◆ **Data for processing**

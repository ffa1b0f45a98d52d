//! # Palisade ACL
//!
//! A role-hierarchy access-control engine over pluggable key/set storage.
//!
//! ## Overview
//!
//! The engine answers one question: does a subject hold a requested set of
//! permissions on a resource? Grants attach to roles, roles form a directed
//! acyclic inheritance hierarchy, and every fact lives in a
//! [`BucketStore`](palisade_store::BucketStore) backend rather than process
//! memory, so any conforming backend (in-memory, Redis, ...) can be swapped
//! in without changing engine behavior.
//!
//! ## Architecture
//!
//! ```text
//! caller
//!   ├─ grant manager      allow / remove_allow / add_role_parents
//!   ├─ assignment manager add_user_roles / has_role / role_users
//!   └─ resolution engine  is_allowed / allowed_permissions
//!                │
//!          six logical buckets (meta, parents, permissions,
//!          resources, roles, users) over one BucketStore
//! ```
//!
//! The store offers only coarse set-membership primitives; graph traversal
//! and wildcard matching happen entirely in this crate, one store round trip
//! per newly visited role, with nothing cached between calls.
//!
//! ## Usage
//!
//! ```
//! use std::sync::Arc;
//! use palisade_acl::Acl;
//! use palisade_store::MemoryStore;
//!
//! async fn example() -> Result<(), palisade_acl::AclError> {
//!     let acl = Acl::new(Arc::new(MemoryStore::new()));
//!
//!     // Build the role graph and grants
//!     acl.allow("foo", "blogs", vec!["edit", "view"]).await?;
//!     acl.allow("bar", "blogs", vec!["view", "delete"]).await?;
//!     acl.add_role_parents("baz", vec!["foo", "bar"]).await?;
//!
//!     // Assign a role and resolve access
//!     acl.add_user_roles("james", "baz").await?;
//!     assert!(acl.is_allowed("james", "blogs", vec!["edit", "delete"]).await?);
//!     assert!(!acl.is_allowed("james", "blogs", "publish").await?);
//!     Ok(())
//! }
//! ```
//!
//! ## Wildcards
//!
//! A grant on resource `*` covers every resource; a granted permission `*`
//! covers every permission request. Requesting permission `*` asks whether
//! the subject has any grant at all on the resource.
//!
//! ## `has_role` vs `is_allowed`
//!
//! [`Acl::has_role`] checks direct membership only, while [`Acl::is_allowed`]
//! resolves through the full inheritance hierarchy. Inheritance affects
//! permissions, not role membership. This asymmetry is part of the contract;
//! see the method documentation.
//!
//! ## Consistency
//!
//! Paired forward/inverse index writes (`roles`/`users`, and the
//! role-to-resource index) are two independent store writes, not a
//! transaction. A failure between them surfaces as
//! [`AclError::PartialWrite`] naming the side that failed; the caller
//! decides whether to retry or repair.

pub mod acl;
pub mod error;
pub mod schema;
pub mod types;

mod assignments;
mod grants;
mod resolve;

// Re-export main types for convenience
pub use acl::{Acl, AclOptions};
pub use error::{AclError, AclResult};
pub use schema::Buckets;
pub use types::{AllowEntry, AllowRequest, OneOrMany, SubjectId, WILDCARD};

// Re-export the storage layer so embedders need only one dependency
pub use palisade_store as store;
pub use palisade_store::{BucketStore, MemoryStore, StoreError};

◆ **Task brief**
Return the data exactly, every line included.

◆ **Task response**
repository ffa1b0f45a98d52d
//! # Palisade ACL
//!
//! A role-hierarchy access-control engine over pluggable key/set storage.
//!
//! ## Overview
//!
//! The engine answers one question: does a subject hold a requested set of
//! permissions on a resource? Grants attach to roles, roles form a directed
//! acyclic inheritance hierarchy, and every fact lives in a
//! [`BucketStore`](palisade_store::BucketStore) backend rather than process
//! memory, so any conforming backend (in-memory, Redis, ...) can be swapped
//! in without changing engine behavior.
//!
//! ## Architecture
//!
//! ```text
//! caller
//!   ├─ grant manager      allow / remove_allow / add_role_parents
//!   ├─ assignment manager add_user_roles / has_role / role_users
//!   └─ resolution engine  is_allowed / allowed_permissions
//!                │
//!          six logical buckets (meta, parents, permissions,
//!          resources, roles, users) over one BucketStore
//! ```
//!
//! The store offers only coarse set-membership primitives; graph traversal
//! and wildcard matching happen entirely in this crate, one store round trip
//! per newly visited role, with nothing cached between calls.
//!
//! ## Usage
//!
//! ```
//! use std::sync::Arc;
//! use palisade_acl::Acl;
//! use palisade_store::MemoryStore;
//!
//! async fn example() -> Result<(), palisade_acl::AclError> {
//!     let acl = Acl::new(Arc::new(MemoryStore::new()));
//!
//!     // Build the role graph and grants
//!     acl.allow("foo", "blogs", vec!["edit", "view"]).await?;
//!     acl.allow("bar", "blogs", vec!["view", "delete"]).await?;
//!     acl.add_role_parents("baz", vec!["foo", "bar"]).await?;
//!
//!     // Assign a role and resolve access
//!     acl.add_user_roles("james", "baz").await?;
//!     assert!(acl.is_allowed("james", "blogs", vec!["edit", "delete"]).await?);
//!     assert!(!acl.is_allowed("james", "blogs", "publish").await?);
//!     Ok(())
//! }
//! ```
//!
//! ## Wildcards
//!
//! A grant on resource `*` covers every resource; a granted permission `*`
//! covers every permission request. Requesting permission `*` asks whether
//! the subject has any grant at all on the resource.
//!
//! ## `has_role` vs `is_allowed`
//!
//! [`Acl::has_role`] checks direct membership only, while [`Acl::is_allowed`]
//! resolves through the full inheritance hierarchy. Inheritance affects
//! permissions, not role membership. This asymmetry is part of the contract;
//! see the method documentation.
//!
//! ## Consistency
//!
//! Paired forward/inverse index writes (`roles`/`users`, and the
//! role-to-resource index) are two independent store writes, not a
//! transaction. A failure between them surfaces as
//! [`AclError::PartialWrite`] naming the side that failed; the caller
//! decides whether to retry or repair.

pub mod acl;
pub mod error;
pub mod schema;
pub mod types;

mod assignments;
mod grants;
mod resolve;

// Re-export main types for convenience
pub use acl::{Acl, AclOptions};
pub use error::{AclError, AclResult};
pub use schema::Buckets;
pub use types::{AllowEntry, AllowRequest, OneOrMany, SubjectId, WILDCARD};

// Re-export the storage layer so embedders need only one dependency
pub use palisade_store as store;
pub use palisade_store::{BucketStore, MemoryStore, StoreError};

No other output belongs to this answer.